Records from a collection
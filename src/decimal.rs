use rust_decimal::prelude::ToPrimitive;
use rust_decimal::{Decimal, RoundingStrategy};
use serde::{Deserialize, Serialize};
use std::fmt;
use std::iter::Sum;
use std::ops::{Add, AddAssign, Div, Mul, Sub, SubAssign};
use std::str::FromStr;

/// number of decimal places carried by every currency amount
pub const CURRENCY_DP: u32 = 2;

/// round half-up at the cent level
pub fn round_cents(d: Decimal) -> Decimal {
    d.round_dp_with_strategy(CURRENCY_DP, RoundingStrategy::MidpointAwayFromZero)
}

/// Money type with cent precision, rounded half-up on every operation
#[derive(Debug, Clone, Copy, PartialEq, Eq, PartialOrd, Ord, Hash, Serialize, Deserialize, Default)]
pub struct Money(Decimal);

impl Money {
    pub const ZERO: Money = Money(Decimal::ZERO);
    pub const ONE: Money = Money(Decimal::ONE);

    /// create from decimal
    pub fn from_decimal(d: Decimal) -> Self {
        Money(round_cents(d))
    }

    /// create from string with exact parsing
    pub fn from_str_exact(s: &str) -> Result<Self, rust_decimal::Error> {
        Ok(Money(round_cents(Decimal::from_str(s)?)))
    }

    /// create from whole currency units
    pub fn from_major(amount: i64) -> Self {
        Money(Decimal::from(amount))
    }

    /// create from cents
    pub fn from_minor(cents: i64) -> Self {
        Money(Decimal::new(cents, CURRENCY_DP))
    }

    pub fn as_decimal(&self) -> Decimal {
        self.0
    }

    pub fn is_zero(&self) -> bool {
        self.0.is_zero()
    }

    /// strictly greater than zero
    pub fn is_positive(&self) -> bool {
        self.0 > Decimal::ZERO
    }

    pub fn abs(&self) -> Self {
        Money(self.0.abs())
    }

    pub fn max(self, other: Self) -> Self {
        Money(self.0.max(other.0))
    }

    /// subtraction floored at zero
    pub fn saturating_sub(self, other: Self) -> Self {
        (self - other).max(Money::ZERO)
    }

    /// whole percentage that `part` represents of `whole`, rounded half-up
    pub fn percent_of(part: Money, whole: Money) -> u32 {
        if !whole.is_positive() {
            return 0;
        }
        let pct = (part.0 / whole.0 * Decimal::from(100))
            .round_dp_with_strategy(0, RoundingStrategy::MidpointAwayFromZero);
        pct.to_u32().unwrap_or(0)
    }
}

impl fmt::Display for Money {
    fn fmt(&self, f: &mut fmt::Formatter<'_>) -> fmt::Result {
        write!(f, "{:.2}", self.0)
    }
}

impl FromStr for Money {
    type Err = rust_decimal::Error;

    fn from_str(s: &str) -> Result<Self, Self::Err> {
        Money::from_str_exact(s)
    }
}

impl From<Decimal> for Money {
    fn from(d: Decimal) -> Self {
        Money::from_decimal(d)
    }
}

impl Add for Money {
    type Output = Money;

    fn add(self, other: Money) -> Money {
        Money(round_cents(self.0 + other.0))
    }
}

impl AddAssign for Money {
    fn add_assign(&mut self, other: Money) {
        self.0 = round_cents(self.0 + other.0);
    }
}

impl Sub for Money {
    type Output = Money;

    fn sub(self, other: Money) -> Money {
        Money(round_cents(self.0 - other.0))
    }
}

impl SubAssign for Money {
    fn sub_assign(&mut self, other: Money) {
        self.0 = round_cents(self.0 - other.0);
    }
}

impl Mul<Decimal> for Money {
    type Output = Money;

    fn mul(self, other: Decimal) -> Money {
        Money(round_cents(self.0 * other))
    }
}

impl Div<Decimal> for Money {
    type Output = Money;

    fn div(self, other: Decimal) -> Money {
        Money(round_cents(self.0 / other))
    }
}

impl Sum for Money {
    fn sum<I: Iterator<Item = Money>>(iter: I) -> Money {
        iter.fold(Money::ZERO, |acc, m| acc + m)
    }
}

impl<'a> Sum<&'a Money> for Money {
    fn sum<I: Iterator<Item = &'a Money>>(iter: I) -> Money {
        iter.fold(Money::ZERO, |acc, m| acc + *m)
    }
}

/// annual interest rate, stored as a fraction (0.12 for 12%)
#[derive(Debug, Clone, Copy, PartialEq, Eq, PartialOrd, Ord, Serialize, Deserialize, Default)]
pub struct Rate(Decimal);

impl Rate {
    pub const ZERO: Rate = Rate(Decimal::ZERO);

    /// create from fraction (e.g., 0.05 for 5%)
    pub fn from_decimal(d: Decimal) -> Self {
        Rate(d)
    }

    /// create from whole percentage (e.g., 12 for 12%)
    pub fn from_percentage(p: u32) -> Self {
        Rate(Decimal::from(p) / Decimal::from(100))
    }

    /// create from a fractional percentage (e.g., 10.5 for 10.5%)
    pub fn from_percentage_decimal(p: Decimal) -> Self {
        Rate(p / Decimal::from(100))
    }

    pub fn as_decimal(&self) -> Decimal {
        self.0
    }

    pub fn as_percentage(&self) -> Decimal {
        self.0 * Decimal::from(100)
    }

    /// monthly rate from annual rate
    pub fn monthly_rate(&self) -> Rate {
        Rate(self.0 / Decimal::from(12))
    }

    pub fn is_zero(&self) -> bool {
        self.0.is_zero()
    }
}

impl fmt::Display for Rate {
    fn fmt(&self, f: &mut fmt::Formatter<'_>) -> fmt::Result {
        write!(f, "{}%", self.as_percentage().normalize())
    }
}

impl From<Decimal> for Rate {
    fn from(d: Decimal) -> Self {
        Rate::from_decimal(d)
    }
}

What is being asked: Retype every entry exactly as it stands.

The answer:
filename src/decimal.rs
use rust_decimal::prelude::ToPrimitive;
use rust_decimal::{Decimal, RoundingStrategy};
use serde::{Deserialize, Serialize};
use std::fmt;
use std::iter::Sum;
use std::ops::{Add, AddAssign, Div, Mul, Sub, SubAssign};
use std::str::FromStr;

/// number of decimal places carried by every currency amount
pub const CURRENCY_DP: u32 = 2;

/// round half-up at the cent level
pub fn round_cents(d: Decimal) -> Decimal {
    d.round_dp_with_strategy(CURRENCY_DP, RoundingStrategy::MidpointAwayFromZero)
}

/// Money type with cent precision, rounded half-up on every operation
#[derive(Debug, Clone, Copy, PartialEq, Eq, PartialOrd, Ord, Hash, Serialize, Deserialize, Default)]
pub struct Money(Decimal);

impl Money {
    pub const ZERO: Money = Money(Decimal::ZERO);
    pub const ONE: Money = Money(Decimal::ONE);

    /// create from decimal
    pub fn from_decimal(d: Decimal) -> Self {
        Money(round_cents(d))
    }

    /// create from string with exact parsing
    pub fn from_str_exact(s: &str) -> Result<Self, rust_decimal::Error> {
        Ok(Money(round_cents(Decimal::from_str(s)?)))
    }

    /// create from whole currency units
    pub fn from_major(amount: i64) -> Self {
        Money(Decimal::from(amount))
    }

    /// create from cents
    pub fn from_minor(cents: i64) -> Self {
        Money(Decimal::new(cents, CURRENCY_DP))
    }

    pub fn as_decimal(&self) -> Decimal {
        self.0
    }

    pub fn is_zero(&self) -> bool {
        self.0.is_zero()
    }

    /// strictly greater than zero
    pub fn is_positive(&self) -> bool {
        self.0 > Decimal::ZERO
    }

    pub fn abs(&self) -> Self {
        Money(self.0.abs())
    }

    pub fn max(self, other: Self) -> Self {
        Money(self.0.max(other.0))
    }

    /// subtraction floored at zero
    pub fn saturating_sub(self, other: Self) -> Self {
        (self - other).max(Money::ZERO)
    }

    /// whole percentage that `part` represents of `whole`, rounded half-up
    pub fn percent_of(part: Money, whole: Money) -> u32 {
        if !whole.is_positive() {
            return 0;
        }
        let pct = (part.0 / whole.0 * Decimal::from(100))
            .round_dp_with_strategy(0, RoundingStrategy::MidpointAwayFromZero);
        pct.to_u32().unwrap_or(0)
    }
}

impl fmt::Display for Money {
    fn fmt(&self, f: &mut fmt::Formatter<'_>) -> fmt::Result {
        write!(f, "{:.2}", self.0)
    }
}

impl FromStr for Money {
    type Err = rust_decimal::Error;

    fn from_str(s: &str) -> Result<Self, Self::Err> {
        Money::from_str_exact(s)
    }
}

impl From<Decimal> for Money {
    fn from(d: Decimal) -> Self {
        Money::from_decimal(d)
    }
}

impl Add for Money {
    type Output = Money;

    fn add(self, other: Money) -> Money {
        Money(round_cents(self.0 + other.0))
    }
}

impl AddAssign for Money {
    fn add_assign(&mut self, other: Money) {
        self.0 = round_cents(self.0 + other.0);
    }
}

impl Sub for Money {
    type Output = Money;

    fn sub(self, other: Money) -> Money {
        Money(round_cents(self.0 - other.0))
    }
}

impl SubAssign for Money {
    fn sub_assign(&mut self, other: Money) {
        self.0 = round_cents(self.0 - other.0);
    }
}

impl Mul<Decimal> for Money {
    type Output = Money;

    fn mul(self, other: Decimal) -> Money {
        Money(round_cents(self.0 * other))
    }
}

impl Div<Decimal> for Money {
    type Output = Money;

    fn div(self, other: Decimal) -> Money {
        Money(round_cents(self.0 / other))
    }
}

impl Sum for Money {
    fn sum<I: Iterator<Item = Money>>(iter: I) -> Money {
        iter.fold(Money::ZERO, |acc, m| acc + m)
    }
}

impl<'a> Sum<&'a Money> for Money {
    fn sum<I: Iterator<Item = &'a Money>>(iter: I) -> Money {
        iter.fold(Money::ZERO, |acc, m| acc + *m)
    }
}

/// annual interest rate, stored as a fraction (0.12 for 12%)
#[derive(Debug, Clone, Copy, PartialEq, Eq, PartialOrd, Ord, Serialize, Deserialize, Default)]
pub struct Rate(Decimal);

impl Rate {
    pub const ZERO: Rate = Rate(Decimal::ZERO);

    /// create from fraction (e.g., 0.05 for 5%)
    pub fn from_decimal(d: Decimal) -> Self {
        Rate(d)
    }

    /// create from whole percentage (e.g., 12 for 12%)
    pub fn from_percentage(p: u32) -> Self {
        Rate(Decimal::from(p) / Decimal::from(100))
    }

    /// create from a fractional percentage (e.g., 10.5 for 10.5%)
    pub fn from_percentage_decimal(p: Decimal) -> Self {
        Rate(p / Decimal::from(100))
    }

    pub fn as_decimal(&self) -> Decimal {
        self.0
    }

    pub fn as_percentage(&self) -> Decimal {
        self.0 * Decimal::from(100)
    }

    /// monthly rate from annual rate
    pub fn monthly_rate(&self) -> Rate {
        Rate(self.0 / Decimal::from(12))
    }

    pub fn is_zero(&self) -> bool {
        self.0.is_zero()
    }
}

impl fmt::Display for Rate {
    fn fmt(&self, f: &mut fmt::Formatter<'_>) -> fmt::Result {
        write!(f, "{}%", self.as_percentage().normalize())
    }
}

impl From<Decimal> for Rate {
    fn from(d: Decimal) -> Self {
        Rate::from_decimal(d)
    }
}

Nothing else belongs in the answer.